研究課題/領域番号 |
20K11157
|
研究機関 | 鹿児島大学 |
研究代表者 |
木山 良二 鹿児島大学, 医歯学域医学系, 准教授 (60315413)
|
研究分担者 |
川田 将之 鹿児島大学, 医歯学域医学系, 助教 (30783477)
牧迫 飛雄馬 鹿児島大学, 医歯学域医学系, 教授 (70510303)
|
研究期間 (年度) |
2020-04-01 – 2023-03-31
|
キーワード | 歩行練習 / ウェアラブルセンサー / フィードバック |
研究実績の概要 |
臨床で簡便に用いることができる歩行のフィードバックシステムの臨床応用を目的に,機器の利便性を高める改修や,高齢者や脳卒中片麻痺患者の歩容の分析,ウェアラブルセンサーにより取得可能な歩行指標の検討を行った。これらの結果をまとめ学術集会で報告した。 これまで用いていたMatlabをベースとしたフィードバックシステムでは,歩行の変化を捉えてからフィードバックするまでにタイムラグがあり,適切なタイミングでフィードバックを行うことが困難であったが,C言語を用いた改修により,フィードバックまでのタイムラグを短縮することができた。この改修により,適切なタイミングのフィードバックで歩容の変化を誘導可能となった。 健常高齢者の歩容に関する検討では,歩行速度の影響を除外しても,加齢に伴って遊脚相の膝関節屈曲角度が低下することが示され,トウクリアランスの低下が示唆された。また,遊脚相の膝関節屈曲には,前遊脚期の下肢伸展角度が強く影響することが示された。したがって,高齢者に対する歩行介入では,特に下肢伸展角度に着目した介入の重要性が示唆された。この分析の一部は第57回日本リハビリテーション医学会学術集会で歩行した。 脳卒中片麻痺患者を対象とした分析でも,健常高齢者と同様に下肢伸展角度が遊脚相の膝関節の運動に影響することが示され,下肢伸展角度の重要性が示された。
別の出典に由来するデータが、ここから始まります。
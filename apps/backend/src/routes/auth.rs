use std::time::SystemTime;

use actix_web::{web, HttpResponse};
use serde::Serialize;
use tracing::info;

use crate::auth::claims::IdentityClaim;
use crate::auth::cookie::{cleared_cookie, session_cookie};
use crate::auth::jwt::issue_token;
use crate::error::AppError;
use crate::errors::ErrorCode;
use crate::extractors::ValidatedJson;
use crate::logging::pii::Redacted;
use crate::state::app_state::AppState;

#[derive(Debug, Serialize)]
pub struct SuccessResponse {
    pub success: bool,
}

/// Sign the posted identity into a session token and hand it back as the
/// `token` cookie. The caller's claim is trusted as-is.
pub async fn issue_session(
    body: ValidatedJson<IdentityClaim>,
    app_state: web::Data<AppState>,
) -> Result<HttpResponse, AppError> {
    let claim = body.into_inner();

    if claim.email.trim().is_empty() {
        return Err(AppError::bad_request(
            ErrorCode::InvalidEmail,
            "Email cannot be empty",
        ));
    }

    let token = issue_token(&claim, SystemTime::now(), &app_state.security)?;
    info!(email = %Redacted(&claim.email), "session issued");

    Ok(HttpResponse::Ok()
        .cookie(session_cookie(token, app_state.cookies))
        .json(SuccessResponse { success: true }))
}

/// Expire the `token` cookie. The token itself stays valid until `exp`.
pub async fn logout(app_state: web::Data<AppState>) -> Result<HttpResponse, AppError> {
    Ok(HttpResponse::Ok()
        .cookie(cleared_cookie(app_state.cookies))
        .json(SuccessResponse { success: true }))
}
use std::env;

use percent_encoding::{utf8_percent_encode, NON_ALPHANUMERIC};

use crate::error::AppError;

/// Builds the Postgres URL from `DB_*` environment variables.
///
/// Credentials are percent-encoded so passwords containing `@`, `:` or `/`
/// survive the round trip through the URL.
pub fn db_url() -> Result<String, AppError> {
    let host = host();
    let port = port();
    let db_name = db_name();
    let (username, password) = credentials()?;

    let username = utf8_percent_encode(&username, NON_ALPHANUMERIC);
    let password = utf8_percent_encode(&password, NON_ALPHANUMERIC);

    Ok(format!(
        "postgresql://{username}:{password}@{host}:{port}/{db_name}"
    ))
}

/// Get database host from environment (defaults to localhost)
fn host() -> String {
    env::var("DB_HOST").unwrap_or_else(|_| "localhost".to_string())
}

/// Get database port from environment (defaults to 5432)
fn port() -> String {
    env::var("DB_PORT").unwrap_or_else(|_| "5432".to_string())
}

fn db_name() -> String {
    env::var("DB_NAME").unwrap_or_else(|_| "libraryDb".to_string())
}

fn credentials() -> Result<(String, String), AppError> {
    let username = must_var("DB_USER")?;
    let password = must_var("DB_PASS")?;
    Ok((username, password))
}

/// Get required, non-empty environment variable or return error
pub(crate) fn must_var(name: &str) -> Result<String, AppError> {
    match env::var(name) {
        Ok(value) if !value.is_empty() => Ok(value),
        _ => Err(AppError::config(format!(
            "Required environment variable '{name}' is not set"
        ))),
    }
}
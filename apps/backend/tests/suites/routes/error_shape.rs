use std::sync::Arc;

use actix_web::http::StatusCode;
use actix_web::{test, web, HttpResponse};
use async_trait::async_trait;
use backend_test_support::error_body::assert_error_body_from_service_response;
use wisdom_center::config::app::RuntimeEnv;
use wisdom_center::error::{AppError, UNAUTHENTICATED_MESSAGE};
use wisdom_center::errors::domain::{DomainError, InfraErrorKind};
use wisdom_center::errors::ErrorCode;
use wisdom_center::infra::state::build_state;
use wisdom_center::middleware::request_trace::TRACE_ID_HEADER;
use wisdom_center::state::app_state::AppState;
use wisdom_center::state::security_config::SecurityConfig;
use wisdom_center::store::{
    Collection, DeleteResult, Document, DocumentStore, Filter, InsertOneResult, Update,
    UpdateResult,
};

use crate::common::json_body;
use crate::support::auth::session_for;
use crate::support::state::TEST_SECRET;
use crate::support::{create_test_app, memory_state};

/// Store whose every operation fails with the configured infra error.
#[derive(Debug)]
struct FailingStore(InfraErrorKind);

impl FailingStore {
    fn fail<T>(&self) -> Result<T, DomainError> {
        Err(DomainError::infra(
            self.0.clone(),
            "relation \"documents\" does not exist",
        ))
    }
}

#[async_trait]
impl DocumentStore for FailingStore {
    async fn find(&self, _: Collection, _: &Filter) -> Result<Vec<Document>, DomainError> {
        self.fail()
    }

    async fn find_one(&self, _: Collection, _: &Filter) -> Result<Option<Document>, DomainError> {
        self.fail()
    }

    async fn insert_one(&self, _: Collection, _: Document) -> Result<InsertOneResult, DomainError> {
        self.fail()
    }

    async fn update_one(
        &self,
        _: Collection,
        _: &Filter,
        _: &Update,
        _: bool,
    ) -> Result<UpdateResult, DomainError> {
        self.fail()
    }

    async fn delete_one(&self, _: Collection, _: &Filter) -> Result<DeleteResult, DomainError> {
        self.fail()
    }

    async fn ping(&self) -> Result<(), DomainError> {
        self.fail()
    }
}

async fn failing_state(kind: InfraErrorKind) -> AppState {
    build_state()
        .with_env(RuntimeEnv::Development)
        .with_security(SecurityConfig::new(TEST_SECRET.as_bytes()))
        .with_store_handle(Arc::new(FailingStore(kind)))
        .build()
        .await
        .expect("state should build")
}

async fn unauthenticated() -> Result<HttpResponse, AppError> {
    Err(AppError::unauthenticated())
}

async fn forbidden() -> Result<HttpResponse, AppError> {
    Err(AppError::forbidden())
}

async fn bad_request() -> Result<HttpResponse, AppError> {
    Err(AppError::bad_request(ErrorCode::BadRequest, "Invalid JSON at line 1"))
}

async fn already_borrowed() -> Result<HttpResponse, AppError> {
    Err(AppError::already_borrowed())
}

async fn internal() -> Result<HttpResponse, AppError> {
    Err(AppError::internal("secret detail"))
}

#[actix_web::test]
async fn every_error_variant_follows_the_body_contract() {
    let ts = memory_state().await;
    let app = create_test_app(ts.state)
        .with_routes(|cfg| {
            cfg.route("/e/unauthenticated", web::get().to(unauthenticated))
                .route("/e/forbidden", web::get().to(forbidden))
                .route("/e/bad-request", web::get().to(bad_request))
                .route("/e/already-borrowed", web::get().to(already_borrowed))
                .route("/e/internal", web::get().to(internal));
        })
        .build()
        .await;

    let cases = [
        ("/e/unauthenticated", "UNAUTHORIZED", StatusCode::UNAUTHORIZED, Some(UNAUTHENTICATED_MESSAGE)),
        ("/e/forbidden", "FORBIDDEN", StatusCode::FORBIDDEN, None),
        ("/e/bad-request", "BAD_REQUEST", StatusCode::BAD_REQUEST, Some("Invalid JSON at line 1")),
        ("/e/already-borrowed", "ALREADY_BORROWED", StatusCode::BAD_REQUEST, None),
        ("/e/internal", "INTERNAL", StatusCode::INTERNAL_SERVER_ERROR, Some("internal server error")),
    ];

    for (uri, code, status, message) in cases {
        let req = test::TestRequest::get().uri(uri).to_request();
        let resp = test::call_service(&app, req).await;
        assert_error_body_from_service_response(resp, code, status, message).await;
    }
}

#[actix_web::test]
async fn store_failures_surface_as_generic_errors() {
    let state = failing_state(InfraErrorKind::Other("DbErr".into())).await;
    let app = create_test_app(state).with_prod_routes().build().await;

    let req = test::TestRequest::get().uri("/books-category").to_request();
    let resp = test::call_service(&app, req).await;

    let body = assert_error_body_from_service_response(
        resp,
        "STORE_ERROR",
        StatusCode::INTERNAL_SERVER_ERROR,
        Some("store operation failed"),
    )
    .await;
    assert!(!body.message.contains("documents"));
}

#[actix_web::test]
async fn unreachable_store_is_service_unavailable() {
    let state = failing_state(InfraErrorKind::StoreUnavailable).await;
    let app = create_test_app(state).with_prod_routes().build().await;

    let req = test::TestRequest::delete()
        .uri("/user/borrowed-book/Dune")
        .to_request();
    let resp = test::call_service(&app, req).await;

    assert_error_body_from_service_response(
        resp,
        "STORE_UNAVAILABLE",
        StatusCode::SERVICE_UNAVAILABLE,
        None,
    )
    .await;
}

#[actix_web::test]
async fn health_stays_up_when_the_store_is_down() {
    let state = failing_state(InfraErrorKind::StoreUnavailable).await;
    let app = create_test_app(state).with_prod_routes().build().await;

    let req = test::TestRequest::get().uri("/health").to_request();
    let resp = test::call_service(&app, req).await;

    assert_eq!(resp.status(), StatusCode::OK);
    assert!(resp.headers().contains_key(TRACE_ID_HEADER));
    let body = json_body(resp).await;
    assert_eq!(body["status"], "ok");
    assert_eq!(body["store"], "error");
    assert!(body["store_error"].is_string());
}

#[actix_web::test]
async fn malformed_query_strings_follow_the_body_contract() {
    let ts = memory_state().await;
    let security = ts.security().clone();
    let app = create_test_app(ts.state).with_prod_routes().build().await;

    for uri in [
        "/books?category=a&category=b",
        "/user/borrowed-book?email=a@x.com&email=a@x.com",
    ] {
        let req = test::TestRequest::get()
            .uri(uri)
            .cookie(session_for("a@x.com", &security))
            .to_request();
        let resp = test::call_service(&app, req).await;

        assert_error_body_from_service_response(
            resp,
            "BAD_REQUEST",
            StatusCode::BAD_REQUEST,
            Some("Invalid query string"),
        )
        .await;
    }
}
また,脳卒中片麻痺患者では,下肢伸展角度に影響する要因としてFunctional Balance Scaleで評価した立位バランス能力の影響が大きいこと,麻痺側下肢の麻痺重症度や筋力の影響は小さいことが示された。したがって,脳卒中患者を対象にフィードバックを用いた歩行介入を行う際には,立位バランス能力を指標として適応を検討する必要が示唆された。この検討の一部は,第18回日本神経理学療法学会学術大会で報告した。
|
現在までの達成度 (区分) |
現在までの達成度 (区分)
4: 遅れている
理由
歩容のフィードバックを行うに当たり,データ処理の遅延のために適切なタイミングでフィードバックすることが困難なことが明らかとなった。そのため,プログラムを専門とする業者に改修を依頼したため時間を要した。 また,健常者を対象に予備実験を行う予定であったが,新型コロナウイルス感染症のために実験を行えない期間があり,データの蓄積に若干の遅延が生じた。
|
今後の研究の推進方策 |
健常者を対象とした,予備実験を継続する予定である。その結果を踏まえ,協力病院にて,症例を対象とした研究を実施する予定である。 また,これまでに蓄積した健常高齢者,脳卒中片麻痺者に関するデータを論文として投稿する予定である。
|
次年度使用額が生じた理由 |
研究結果をまとめた論文を投稿中であったが,期限内に採択されなかったため掲載料として執行することができずに次年度使用額が生じた。論文は次年度に採択させる予定であるため,掲載料として執行予定である。